Dr. Steffenson is an Assistant Professor of Biology who currently teaches General Biology, Entomology, and Evolution. He received his PhD from the University of Texas at Arlington in 2014 in quantitative biology, or biology with a concentration in biostatistics. His dissertation emphasized identifying mechanisms that affect the success of wolf spider foraging efforts. He also received a Masters from Tennessee Technological University in 2009, where he studied how elevation and the geographic distribution of isolated populations of scorpions affected their life history variation. Dr. Steffenson earned a Bachelors of Science in Biology from Siena College, a small liberal arts college in upstate New York, in 2006. In the past several years, Dr. Steffenson has started working on an extension of his dissertation work with honeybees. He seeks to identify how ecological factors have been influencing the immunological activity of honeybees, and how this may be related to the recent population decline of honeybees across the world, a phenomenon referred to a as colony collapse disorder (CCD).

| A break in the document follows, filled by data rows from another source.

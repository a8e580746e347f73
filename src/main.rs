use clap::{Parser, Subcommand};
use std::process;
use tracing_subscriber::EnvFilter;

use mai::cmd;
use mai::core::Device;
use mai::envconfig::{Host, Settings};

#[derive(Parser)]
#[command(name = "mai")]
#[command(version)]
#[command(about = "Serve local code models behind an OpenAI-compatible API", long_about = None)]
struct Cli {
    #[command(subcommand)]
    command: Commands,
}

#[derive(Subcommand)]
enum Commands {
    /// Start the HTTP server
    Serve {
        /// Default generator for completions and the legacy endpoint
        #[arg(long, env = "DEFAULT_GENERATOR")]
        model: String,
        /// Generator to preload for chat requests
        #[arg(long, env = "CHAT_GENERATOR")]
        chat_model: Option<String>,
        #[arg(long, env = "DEVICE", default_value = "cpu")]
        device: Device,
        /// Overrides MAI_HOST
        #[arg(long)]
        host: Option<String>,
        /// Overrides MAI_PORT
        #[arg(short, long)]
        port: Option<u16>,
    },
    /// List the built-in generators
    #[command(alias = "ls")]
    List,
    /// Generate a single completion
    Run {
        model: String,
        prompt: String,
        #[arg(long, env = "DEVICE", default_value = "cpu")]
        device: Device,
    },
    /// Print the embedding of one input
    Embed {
        model: String,
        input: String,
        #[arg(long, env = "DEVICE", default_value = "cpu")]
        device: Device,
    },
    Version,
}

#[tokio::main]
async fn main() {
    tracing_subscriber::fmt()
        .with_env_filter(EnvFilter::try_from_default_env().unwrap_or_else(|_| EnvFilter::new("info")))
        .init();

    let cli = Cli::parse();

    let result = match cli.command {
        Commands::Serve {
            model,
            chat_model,
            device,
            host,
            port,
        } => {
            let mut bind = host.as_deref().map(Host::parse).unwrap_or_else(Host::from_env);
            if let Some(port) = port {
                bind.port = port;
            }
            cmd::serve(Settings {
                default_generator: model,
                chat_generator: chat_model,
                device,
                host: bind,
            })
            .await
        }
        Commands::List => cmd::list().await,
        Commands::Run { model, prompt, device } => cmd::run(&model, &prompt, device).await,
        Commands::Embed { model, input, device } => cmd::embed(&model, &input, device).await,
        Commands::Version => cmd::version().await,
    };

    if let Err(e) = result {
        tracing::error!("{:#}", e);
        eprintln!("Error: {:#}", e);
        process::exit(1);
    }
}
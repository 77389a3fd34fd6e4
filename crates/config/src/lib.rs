//! Configuration management for the storefront
//!
//! This crate validates environment variables and assembles them into an
//! immutable [`Config`]. Validation is all-or-nothing: either every rule
//! passes and a configuration is returned, or every failure is reported.

pub mod loader;
pub mod schema;
pub mod validation;

pub use loader::{parse_config, ConfigLoader, EnvVars};
pub use schema::*;
pub use validation::*;
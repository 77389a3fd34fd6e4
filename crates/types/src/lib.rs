//! Shared types for the storefront
//!
//! This crate contains the domain types shared by the configuration
//! assembler, the cart client and the storefront binary.

pub mod cart;
pub mod error;
pub mod feature;
pub mod utils;

// Re-export commonly used types
pub use cart::{Cart, CartId};
pub use error::{
    CartError, ConfigError, FieldError, Result, StorefrontError, ValidationErrors, ValidationRule,
};
pub use feature::{Feature, UnknownFeature};
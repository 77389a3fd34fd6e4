//! Utility functions and helpers

/// Sanitize string for logging (remove sensitive data)
pub fn sanitize_for_logging(s: &str) -> String {
    let len = s.chars().count();
    if len <= 10 {
        return s.to_string();
    }

    // URLs keep their scheme and host, nothing after
    if let Some((scheme, rest)) = s.split_once("://") {
        let host = rest.split(['/', '?', '#']).next().unwrap_or_default();
        let host = host.rsplit('@').next().unwrap_or_default();
        return format!("{}://{}/...", scheme, host);
    }

    let head: String = s.chars().take(6).collect();
    format!("{}...", head)
}

/// Split a comma-separated list without trimming or dropping empty tokens
pub fn split_csv(s: &str) -> Vec<&str> {
    s.split(',').collect()
}
//! Storefront - Main Application Entry Point

use anyhow::{Context, Result};
use clap::{Parser, Subcommand};
use config::ConfigLoader;
use std::env;
use std::path::{Path, PathBuf};
use tracing::{info, warn};
use tracing_subscriber::{layer::SubscriberExt, util::SubscriberInitExt};

mod app;

use app::Application;

/// Storefront cart viewer
#[derive(Debug, Parser)]
#[command(name = "storefront", version, about)]
struct Cli {
    /// Dotenv file to read configuration from; the process environment wins
    #[arg(long, value_name = "PATH")]
    env_file: Option<PathBuf>,

    /// Prefix of every configuration variable, e.g. REACT_APP_
    #[arg(long, default_value = "")]
    prefix: String,

    #[command(subcommand)]
    command: Option<Command>,
}

#[derive(Debug, Subcommand)]
enum Command {
    /// Fetch and print the cart (default)
    Cart,
    /// Print the assembled configuration as JSON
    Config,
    /// Write a dotenv template listing every variable
    Example {
        #[arg(long, default_value = ".env.example")]
        output: PathBuf,
    },
}

#[tokio::main]
async fn main() -> Result<()> {
    let cli = Cli::parse();

    let dotenv_result = load_implicit_dotenv(cli.env_file.as_deref());

    // Initialize logging
    init_logging()?;

    match dotenv_result {
        Some(Ok(path)) => info!("Loaded environment variables from {}", path.display()),
        // Only warn if the error is not "file not found"
        Some(Err(e)) if !e.not_found() => warn!("Could not load .env file: {}", e),
        Some(Err(_)) => {}
        None => info!("Explicit env file given, skipping implicit .env"),
    }

    let loader = ConfigLoader::with_prefix(cli.prefix.clone());

    let command = cli.command.unwrap_or(Command::Cart);
    if let Command::Example { output } = &command {
        loader
            .create_example(output)
            .with_context(|| format!("Failed to write {}", output.display()))?;
        info!("Example environment written to {}", output.display());
        return Ok(());
    }

    info!("Starting storefront v{}", env!("CARGO_PKG_VERSION"));

    // Invalid configuration stops startup
    let config = loader
        .load(cli.env_file.as_deref())
        .context("Failed to load configuration")?;

    let app = Application::new(config).context("Failed to create application")?;

    let mut stdout = std::io::stdout().lock();
    match command {
        Command::Config => app.print_config(&mut stdout)?,
        _ => {
            app.log_startup();
            app.run_cart(&mut stdout).await?;
        }
    }

    info!(base_url = %app.config().api.base_url, "Storefront finished");
    Ok(())
}

/// Copy `./.env` into the process environment unless an explicit env file
/// was named; process values outrank `--env-file`.
fn load_implicit_dotenv(env_file: Option<&Path>) -> Option<dotenvy::Result<PathBuf>> {
    if env_file.is_some() {
        return None;
    }
    Some(dotenvy::dotenv())
}

/// Initialize logging based on environment variables
fn init_logging() -> Result<()> {
    let log_level = env::var("RUST_LOG").unwrap_or_else(|_| "info".to_string());
    let log_format = env::var("LOG_FORMAT").unwrap_or_else(|_| "json".to_string());

    let env_filter = tracing_subscriber::EnvFilter::try_from_default_env()
        .unwrap_or_else(|_| tracing_subscriber::EnvFilter::new(&log_level));

    let registry = tracing_subscriber::registry().with(env_filter);

    // Logs go to stderr, stdout carries the cart view
    match log_format.as_str() {
        "pretty" => {
            registry
                .with(tracing_subscriber::fmt::layer().pretty().with_writer(std::io::stderr))
                .try_init()
                .context("Failed to initialize pretty logging")?;
        }
        _ => {
            registry
                .with(tracing_subscriber::fmt::layer().json().with_writer(std::io::stderr))
                .try_init()
                .context("Failed to initialize JSON logging")?;
        }
    }

    info!(level = %log_level, format = %log_format, "Storefront logging ready");

    Ok(())
}
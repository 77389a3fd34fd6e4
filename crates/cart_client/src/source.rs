//! Cart source trait

use async_trait::async_trait;
use types::{Cart, CartError, CartId};

/// Anything that can produce a cart by id
#[async_trait]
pub trait CartSource: Send + Sync {
    /// Fetch a single cart. Called at most once per display.
    async fn fetch_cart(&self, id: CartId) -> Result<Cart, CartError>;

    /// Short name used in logs
    fn name(&self) -> &str;
}
//! Cart types

use serde::{Deserialize, Serialize};
use serde_json::Value;
use std::fmt;

/// Identifier of a cart resource on the backend
#[derive(Debug, Clone, Copy, PartialEq, Eq, Hash, Serialize, Deserialize)]
#[serde(transparent)]
pub struct CartId(pub u64);

impl CartId {
    /// The cart the storefront displays
    pub const DEFAULT: CartId = CartId(1);
}

impl Default for CartId {
    fn default() -> Self {
        Self::DEFAULT
    }
}

impl fmt::Display for CartId {
    fn fmt(&self, f: &mut fmt::Formatter<'_>) -> fmt::Result {
        write!(f, "{}", self.0)
    }
}

/// A cart as returned by the backend.
///
/// The body is kept as raw JSON; the storefront never interprets it.
#[derive(Debug, Clone, PartialEq, Serialize, Deserialize)]
#[serde(transparent)]
pub struct Cart {
    body: Value,
}

impl Cart {
    pub fn new(body: Value) -> Self {
        Self { body }
    }

    pub fn body(&self) -> &Value {
        &self.body
    }

    /// Two-space indented JSON
    pub fn to_pretty_json(&self) -> String {
        serde_json::to_string_pretty(&self.body).unwrap_or_else(|_| self.body.to_string())
    }
}

#[cfg(test)]
mod tests {
    use super::*;
    use serde_json::json;

    #[test]
    fn test_default_cart_id() {
        assert_eq!(CartId::default(), CartId(1));
        assert_eq!(CartId::DEFAULT.to_string(), "1");
    }

    #[test]
    fn test_pretty_json_uses_two_space_indent() {
        let cart = Cart::new(json!({ "id": 1, "products": [] }));
        assert_eq!(cart.to_pretty_json(), "{\n  \"id\": 1,\n  \"products\": []\n}");
    }
}
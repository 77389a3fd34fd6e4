//! Feature flags

use serde::{Deserialize, Serialize};
use std::fmt;
use std::str::FromStr;
use thiserror::Error;

/// Optional UI behaviour that can be switched on through configuration
#[derive(Debug, Clone, Copy, PartialEq, Eq, Hash, Serialize, Deserialize)]
#[serde(rename_all = "kebab-case")]
pub enum Feature {
    InfiniteScroll,
    DarkMode,
    ShareButton,
}

impl Feature {
    /// Every recognized feature
    pub const ALL: [Feature; 3] = [Feature::InfiniteScroll, Feature::DarkMode, Feature::ShareButton];

    /// Identifier used in `ENABLED_FEATURES`
    pub fn as_str(&self) -> &'static str {
        match self {
            Feature::InfiniteScroll => "infinite-scroll",
            Feature::DarkMode => "dark-mode",
            Feature::ShareButton => "share-button",
        }
    }
}

impl fmt::Display for Feature {
    fn fmt(&self, f: &mut fmt::Formatter<'_>) -> fmt::Result {
        f.write_str(self.as_str())
    }
}

/// Token that names no known feature
#[derive(Error, Debug, Clone, PartialEq, Eq)]
#[error("unknown feature '{0}'")]
pub struct UnknownFeature(pub String);

impl FromStr for Feature {
    type Err = UnknownFeature;

    /// Exact, case-sensitive match against the identifiers
    fn from_str(s: &str) -> Result<Self, Self::Err> {
        Feature::ALL
            .into_iter()
            .find(|feature| feature.as_str() == s)
            .ok_or_else(|| UnknownFeature(s.to_string()))
    }
}
//! Cart retrieval and display
//!
//! This crate fetches the storefront cart from the backend API named in the
//! configuration and renders the raw response.

pub mod client;
pub mod display;
pub mod source;

pub use client::*;
pub use display::*;
pub use source::*;
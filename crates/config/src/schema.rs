//! Configuration schema definitions

use serde::{Deserialize, Serialize};
use types::Feature;

/// Names of the environment variables the assembler reads, without prefix
pub mod env {
    pub const API_BASE_URL: &str = "API_BASE_URL";
    pub const SENTRY_AUTH_TOKEN: &str = "SENTRY_AUTH_TOKEN";
    pub const SENTRY_DSN: &str = "SENTRY_DSN";
    pub const DATADOG_APPLICATION_ID: &str = "DATADOG_APPLICATION_ID";
    pub const DATADOG_SITE: &str = "DATADOG_SITE";
    pub const ENABLED_FEATURES: &str = "ENABLED_FEATURES";

    /// Every recognized variable, in validation order
    pub const ALL: [&str; 6] = [
        API_BASE_URL,
        SENTRY_AUTH_TOKEN,
        SENTRY_DSN,
        DATADOG_APPLICATION_ID,
        DATADOG_SITE,
        ENABLED_FEATURES,
    ];
}

/// Main configuration structure
#[derive(Debug, Clone, PartialEq, Eq, Serialize, Deserialize)]
#[serde(rename_all = "camelCase")]
pub struct Config {
    /// Backend API configuration
    pub api: ApiConfig,
    /// Feature flags in the order they were listed
    pub enabled_features: Vec<Feature>,
    /// Datadog RUM configuration
    #[serde(default, skip_serializing_if = "Option::is_none")]
    pub datadog: Option<DatadogConfig>,
    /// Sentry configuration
    #[serde(default, skip_serializing_if = "Option::is_none")]
    pub sentry: Option<SentryConfig>,
}

/// Backend API configuration
#[derive(Debug, Clone, PartialEq, Eq, Serialize, Deserialize)]
#[serde(rename_all = "camelCase")]
pub struct ApiConfig {
    /// Absolute URL of the backend root, exactly as supplied
    pub base_url: String,
}

/// Datadog configuration
#[derive(Debug, Clone, PartialEq, Eq, Serialize, Deserialize)]
#[serde(rename_all = "camelCase")]
pub struct DatadogConfig {
    pub application_id: String,
    pub site: String,
}

/// Sentry configuration
///
/// The auth token is only checked for presence; it is never carried here.
#[derive(Debug, Clone, PartialEq, Eq, Serialize, Deserialize)]
#[serde(rename_all = "camelCase")]
pub struct SentryConfig {
    pub dsn: String,
}

impl Config {
    /// Whether `feature` is switched on
    pub fn is_enabled(&self, feature: Feature) -> bool {
        self.enabled_features.contains(&feature)
    }
}
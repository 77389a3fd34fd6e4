//! Configuration loader implementation

use crate::schema::{env, ApiConfig, Config, DatadogConfig, SentryConfig};
use crate::validation::{ConfigValidator, EnvView, ValidatedEnv};
use std::collections::HashMap;
use std::fmt::Write as _;
use std::path::Path;
use tracing::debug;
use types::ConfigError;

/// Raw environment: variable name to optional value
pub type EnvVars = HashMap<String, Option<String>>;

/// Assembles a [`Config`] from environment variables.
///
/// Variables are looked up as `{prefix}{NAME}`; the default prefix is empty.
#[derive(Debug, Clone, Default)]
pub struct ConfigLoader {
    prefix: String,
}

impl ConfigLoader {
    /// Loader without a key prefix
    pub fn new() -> Self {
        Self::default()
    }

    /// Loader that reads e.g. `REACT_APP_API_BASE_URL` for `API_BASE_URL`
    pub fn with_prefix(prefix: impl Into<String>) -> Self {
        Self {
            prefix: prefix.into(),
        }
    }

    pub fn prefix(&self) -> &str {
        &self.prefix
    }

    /// Validate `vars` and assemble the configuration.
    ///
    /// Pure: no I/O, and nothing is built unless every rule passes.
    pub fn parse(&self, vars: &EnvVars) -> Result<Config, ConfigError> {
        let validated = ConfigValidator::validate(&EnvView::new(vars, &self.prefix))?;
        Ok(Self::assemble(validated))
    }

    /// Load configuration from the process environment
    pub fn from_env(&self) -> Result<Config, ConfigError> {
        let vars = process_env();
        debug!(prefix = %self.prefix, vars = vars.len(), "Assembling configuration from process environment");
        self.parse(&vars)
    }

    /// Load configuration from a dotenv file only.
    ///
    /// The process environment is neither read nor modified.
    pub fn from_env_file<P: AsRef<Path>>(&self, path: P) -> Result<Config, ConfigError> {
        let vars = read_env_file(path.as_ref())?;
        self.parse(&vars)
    }

    /// Load configuration from an optional dotenv file, overridden by the
    /// process environment
    pub fn load(&self, env_file: Option<&Path>) -> Result<Config, ConfigError> {
        self.load_layered(env_file, process_env())
    }

    /// `env_file` values first, then `process` on top
    fn load_layered(&self, env_file: Option<&Path>, process: EnvVars) -> Result<Config, ConfigError> {
        let mut vars = match env_file {
            Some(path) => read_env_file(path)?,
            None => EnvVars::new(),
        };
        let file_vars = vars.len();

        merge_env(&mut vars, process);
        debug!(
            prefix = %self.prefix,
            file_vars,
            total_vars = vars.len(),
            "Assembling configuration"
        );

        self.parse(&vars)
    }

    /// Write a commented dotenv template listing every recognized variable
    pub fn create_example<P: AsRef<Path>>(&self, path: P) -> Result<(), ConfigError> {
        let path = path.as_ref();
        std::fs::write(path, self.example_env()).map_err(|e| ConfigError::EnvFile {
            path: path.display().to_string(),
            message: e.to_string(),
        })
    }

    /// Contents of the dotenv template
    pub fn example_env(&self) -> String {
        let mut out = String::new();
        for name in env::ALL {
            let (comment, value) = match name {
                env::API_BASE_URL => ("Required. Absolute URL of the backend API", "https://api.example.com"),
                env::SENTRY_AUTH_TOKEN => ("Optional, set together with SENTRY_DSN", ""),
                env::SENTRY_DSN => ("Optional, absolute URL, set together with SENTRY_AUTH_TOKEN", ""),
                env::DATADOG_APPLICATION_ID => ("Optional, set together with DATADOG_SITE", ""),
                env::DATADOG_SITE => ("Optional, set together with DATADOG_APPLICATION_ID", ""),
                env::ENABLED_FEATURES => (
                    "Optional, comma-separated: infinite-scroll,dark-mode,share-button",
                    "",
                ),
                _ => continue,
            };
            let _ = writeln!(out, "# {}", comment);
            let _ = writeln!(out, "{}{}={}", self.prefix, name, value);
        }
        out
    }

    /// Build the configuration from validated variables.
    ///
    /// The Sentry auth token is dropped here on purpose: it is only needed
    /// where source maps are uploaded, never at runtime.
    fn assemble(validated: ValidatedEnv) -> Config {
        Config {
            api: ApiConfig {
                base_url: validated.api_base_url,
            },
            enabled_features: validated.enabled_features,
            datadog: validated.datadog.map(|d| DatadogConfig {
                application_id: d.application_id,
                site: d.site,
            }),
            sentry: validated.sentry.map(|s| SentryConfig { dsn: s.dsn }),
        }
    }
}

/// Assemble configuration from unprefixed variables
pub fn parse_config(vars: &EnvVars) -> Result<Config, ConfigError> {
    ConfigLoader::new().parse(vars)
}

/// Snapshot of the process environment. Non-unicode values count as absent.
fn process_env() -> EnvVars {
    std::env::vars_os()
        .filter_map(|(key, value)| Some((key.into_string().ok()?, value.into_string().ok())))
        .collect()
}

fn read_env_file(path: &Path) -> Result<EnvVars, ConfigError> {
    let env_file_error = |message: String| ConfigError::EnvFile {
        path: path.display().to_string(),
        message,
    };

    let iter = dotenvy::from_path_iter(path).map_err(|e| env_file_error(e.to_string()))?;
    let mut vars = EnvVars::new();
    for item in iter {
        let (key, value) = item.map_err(|e| env_file_error(e.to_string()))?;
        vars.insert(key, Some(value));
    }

    debug!(path = %path.display(), vars = vars.len(), "Read environment file");
    Ok(vars)
}

/// Overlay `overrides` onto `base`; absent override values do not erase
fn merge_env(base: &mut EnvVars, overrides: EnvVars) {
    for (key, value) in overrides {
        if value.is_some() {
            base.insert(key, value);
        }
    }
}
// SPDX-License-Identifier: MIT

//!
//! Axis tick marks
//!

use crate::TimeWindow;
use lifetimes_core::{Date, Year};
use serde::Serialize;

/// The label given to the era boundary marker
pub const ERA_BOUNDARY_LABEL: &str = "BCE/CE";

/// What a tick mark stands for
#[derive(Serialize, Debug, Clone, Copy, PartialEq, Eq)]
pub enum TickKind {
    /// A real calendar year
    Year(Year),

    /// The crossing between the BCE and CE eras.  Not a real instant - there
    /// is no year 0 to stand on, so the marker is interpolated between its
    /// neighbouring real ticks
    EraBoundary,
}

/// A labelled position on the time axis
#[derive(Serialize, Debug, Clone, PartialEq)]
pub struct TickMark {
    pub kind: TickKind,
    pub label: String,
    pub position_percent: f64,
}

impl TickMark {
    /// The tick's year, if it stands for one
    pub fn year(&self) -> Option<Year> {
        match self.kind {
            TickKind::Year(year) => Some(year),
            TickKind::EraBoundary => None,
        }
    }
}

/// Generate the tick marks for a window
///
/// The step is `max(1, ceil(year span / 10))`, so there are always about ten
/// ticks, dropping to one-year granularity for windows under ten years.  The
/// first candidate is aligned to a multiple of the step for clean labels.
/// Candidates before the window are dropped, and year 0 is never emitted as
/// a real tick.  A window that crosses the era boundary is guaranteed a CE
/// tick and, when both eras are represented, an interpolated boundary marker.
pub fn generate_ticks(window: &TimeWindow) -> Vec<TickMark> {
    let min_year = window.min().year().value();
    let max_year = window.max().year().value();

    let year_span = i64::from(max_year) - i64::from(min_year);
    let step = (year_span as u64).div_ceil(10).max(1) as i32;

    let start_year = min_year.div_euclid(step) * step;

    let mut years = Vec::new();
    let mut year = start_year;
    while year <= max_year {
        if year >= min_year && year != 0 {
            years.push(year);
        }
        year += step;
    }

    // A window crossing the era boundary must show the CE side.  The
    // smallest positive multiple of the step is used, unless even that
    // overshoots the window
    let crosses_era_boundary = min_year < 0 && max_year > 0;
    if crosses_era_boundary && !years.iter().any(|&year| year > 0) {
        years.push(if step <= max_year { step } else { max_year });
    }

    let mut ticks: Vec<TickMark> = years
        .into_iter()
        .filter_map(|year| Year::try_from(i64::from(year)).ok())
        .map(|year| TickMark {
            kind: TickKind::Year(year),
            label: year.to_string(),
            position_percent: window.position_percent(Date::first_of_year(year)),
        })
        .collect();

    if crosses_era_boundary {
        insert_era_boundary_marker(&mut ticks);
    }

    ticks
}

/// Place the era boundary marker halfway, in position space, between the
/// closest negative and closest positive real ticks.  Skipped unless both
/// exist
fn insert_era_boundary_marker(ticks: &mut Vec<TickMark>) {
    let first_ce = ticks
        .iter()
        .position(|tick| tick.year().is_some_and(|year| year.value() > 0));
    let Some(first_ce) = first_ce else {
        return;
    };
    if first_ce == 0 {
        return;
    }

    let position_percent =
        (ticks[first_ce - 1].position_percent + ticks[first_ce].position_percent) / 2.0;
    ticks.insert(
        first_ce,
        TickMark {
            kind: TickKind::EraBoundary,
            label: ERA_BOUNDARY_LABEL.to_string(),
            position_percent,
        },
    );
}
// SPDX-License-Identifier: MIT

//!
//! *Part of the wider Lifetimes project*
//!
//! This crate defines the basic datatypes used across the Lifetimes project
//! (layout engine, external renderers, dataset tooling).
//!
//! Dates here live on a single proleptic Gregorian calendar with no year 0
//! (year -1 is immediately followed by year 1), and may carry year, month and
//! day precision.  A person's birth and death are *uncertain intervals*: an
//! earliest and a latest bound, equal when the date is exactly known.
//!
//! This crate aims to provide APIs for each type so that if a type is
//! instantiated, the developer can be sure it's valid.
//!

mod date;
mod interval;
mod person;

pub use date::*;
pub use interval::*;
pub use person::*;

My job allows me to integrate my two greatest passions, teaching and research. I believe that undergraduate research opportunities are a natural extension of learning in the classroom, and are critical in helping students to fully develop their skills as junior scientists. By providing research projects for undergraduates to participate in, I believe that students are able to truly understand how science functions to help us understand the natural world around us.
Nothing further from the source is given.